**What the task requires**
In the entries below, return only the line containing "max_pass_iterations = 3" and those after it, exactly, through the last line.

(Stored data)
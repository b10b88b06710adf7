//! Session configuration.
//!
//! Configuration comes from three layers, later ones winning:
//!
//! 1. [`JitConfig::default`]
//! 2. a TOML document ([`JitConfig::from_toml_str`]), where missing keys keep
//!    their defaults
//! 3. environment switches ([`JitConfig::from_env`]):
//!    - `SHAPEJIT_NO_OPT`: disable the optimizer pipeline
//!    - `SHAPEJIT_VERIFY_SSA`: verify merge lists of every registered function
//!    - `SHAPEJIT_NO_SHAPES`: skip result-shape precomputation

use crate::error::{JitError, JitResult};
use serde::{Deserialize, Serialize};

pub const ENV_NO_OPT: &str = "SHAPEJIT_NO_OPT";
pub const ENV_VERIFY_SSA: &str = "SHAPEJIT_VERIFY_SSA";
pub const ENV_NO_SHAPES: &str = "SHAPEJIT_NO_SHAPES";

/// Knobs for specialization, optimization and compilation.
#[derive(Debug, Clone, PartialEq, Eq, Serialize, Deserialize)]
#[serde(default, deny_unknown_fields)]
pub struct JitConfig {
    /// Run the optimizer pipeline over every new specialization
    pub optimize: bool,
    /// Include dead code elimination in the pipeline
    pub dead_code_elimination: bool,
    /// Include index elimination in the pipeline
    pub index_elimination: bool,
    /// Precompute result shapes before handing functions to the backend
    pub precompute_shapes: bool,
    /// Check the merge invariant when functions are registered
    pub verify_ssa: bool,
    /// Cap on fixpoint rounds when typing loop merges
    pub max_loop_type_iterations: usize,
    /// Cap on optimizer pipeline rounds
    pub max_pass_iterations: usize,
}

impl Default for JitConfig {
    fn default() -> Self {
        Self {
            optimize: true,
            dead_code_elimination: true,
            index_elimination: true,
            precompute_shapes: true,
            verify_ssa: cfg!(debug_assertions),
            max_loop_type_iterations: 8,
            max_pass_iterations: 10,
        }
    }
}

impl JitConfig {
    /// Parse a TOML document. Unknown keys are rejected.
    pub fn from_toml_str(src: &str) -> JitResult<Self> {
        let raw: RawConfig = toml::from_str(src).map_err(|e| JitError::Config(e.to_string()))?;
        let config = raw.into_config();
        config.validate()?;
        Ok(config)
    }

    /// Apply the `SHAPEJIT_*` environment switches on top of `self`.
    pub fn from_env(self) -> Self {
        self.with_overrides(|key| std::env::var(key).ok())
    }

    /// Apply switches read through `lookup`. A switch is on when its value
    /// is anything other than empty, `0` or `false`.
    pub fn with_overrides(mut self, lookup: impl Fn(&str) -> Option<String>) -> Self {
        let enabled = |key: &str| {
            lookup(key)
                .map(|v| {
                    let v = v.trim();
                    !(v.is_empty() || v == "0" || v.eq_ignore_ascii_case("false"))
                })
                .unwrap_or(false)
        };
        if enabled(ENV_NO_OPT) {
            self.optimize = false;
        }
        if enabled(ENV_VERIFY_SSA) {
            self.verify_ssa = true;
        }
        if enabled(ENV_NO_SHAPES) {
            self.precompute_shapes = false;
        }
        self
    }

    fn validate(&self) -> JitResult<()> {
        if self.max_loop_type_iterations == 0 {
            return Err(JitError::Config(
                "max_loop_type_iterations must be at least 1".to_string(),
            ));
        }
        if self.max_pass_iterations == 0 {
            return Err(JitError::Config(
                "max_pass_iterations must be at least 1".to_string(),
            ));
        }
        Ok(())
    }
}

/// TOML layout: settings live under an optional `[jit]` table.
#[derive(Debug, Default, Deserialize)]
#[serde(deny_unknown_fields)]
struct RawConfig {
    #[serde(default)]
    jit: Option<JitConfig>,
}

impl RawConfig {
    fn into_config(self) -> JitConfig {
        self.jit.unwrap_or_default()
    }
}

#[cfg(test)]
mod tests {
    use super::*;

    #[test]
    fn test_toml_partial_keeps_defaults() {
        let config = JitConfig::from_toml_str(
            r#"
            [jit]
            index_elimination = false
            max_pass_iterations = 3
            "#,
        )
        .unwrap();
        assert!(!config.index_elimination);
        assert_eq!(config.max_pass_iterations, 3);
        assert!(config.optimize);
        assert_eq!(config.max_loop_type_iterations, 8);
    }

    #[test]
    fn test_toml_empty_document() {
        let config = JitConfig::from_toml_str("").unwrap();
        assert_eq!(config, JitConfig::default());
    }

    #[test]
    fn test_toml_rejects_unknown_key() {
        let err = JitConfig::from_toml_str("[jit]\nturbo = true\n").unwrap_err();
        assert!(matches!(err, JitError::Config(_)));
    }

    #[test]
    fn test_toml_rejects_zero_iterations() {
        let err = JitConfig::from_toml_str("[jit]\nmax_loop_type_iterations = 0\n").unwrap_err();
        assert!(matches!(err, JitError::Config(_)));
    }

    #[test]
    fn test_env_overrides() {
        let config = JitConfig::default().with_overrides(|key| match key {
            ENV_NO_OPT => Some("1".to_string()),
            ENV_NO_SHAPES => Some("false".to_string()),
            _ => None,
        });
        assert!(!config.optimize);
        assert!(config.precompute_shapes);
    }
}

**Reply**
            max_pass_iterations = 3
            "#,
        )
        .unwrap();
        assert!(!config.index_elimination);
        assert_eq!(config.max_pass_iterations, 3);
        assert!(config.optimize);
        assert_eq!(config.max_loop_type_iterations, 8);
    }

    #[test]
    fn test_toml_empty_document() {
        let config = JitConfig::from_toml_str("").unwrap();
        assert_eq!(config, JitConfig::default());
    }

    #[test]
    fn test_toml_rejects_unknown_key() {
        let err = JitConfig::from_toml_str("[jit]\nturbo = true\n").unwrap_err();
        assert!(matches!(err, JitError::Config(_)));
    }

    #[test]
    fn test_toml_rejects_zero_iterations() {
        let err = JitConfig::from_toml_str("[jit]\nmax_loop_type_iterations = 0\n").unwrap_err();
        assert!(matches!(err, JitError::Config(_)));
    }

    #[test]
    fn test_env_overrides() {
        let config = JitConfig::default().with_overrides(|key| match key {
            ENV_NO_OPT => Some("1".to_string()),
            ENV_NO_SHAPES => Some("false".to_string()),
            _ => None,
        });
        assert!(!config.optimize);
        assert!(config.precompute_shapes);
    }
}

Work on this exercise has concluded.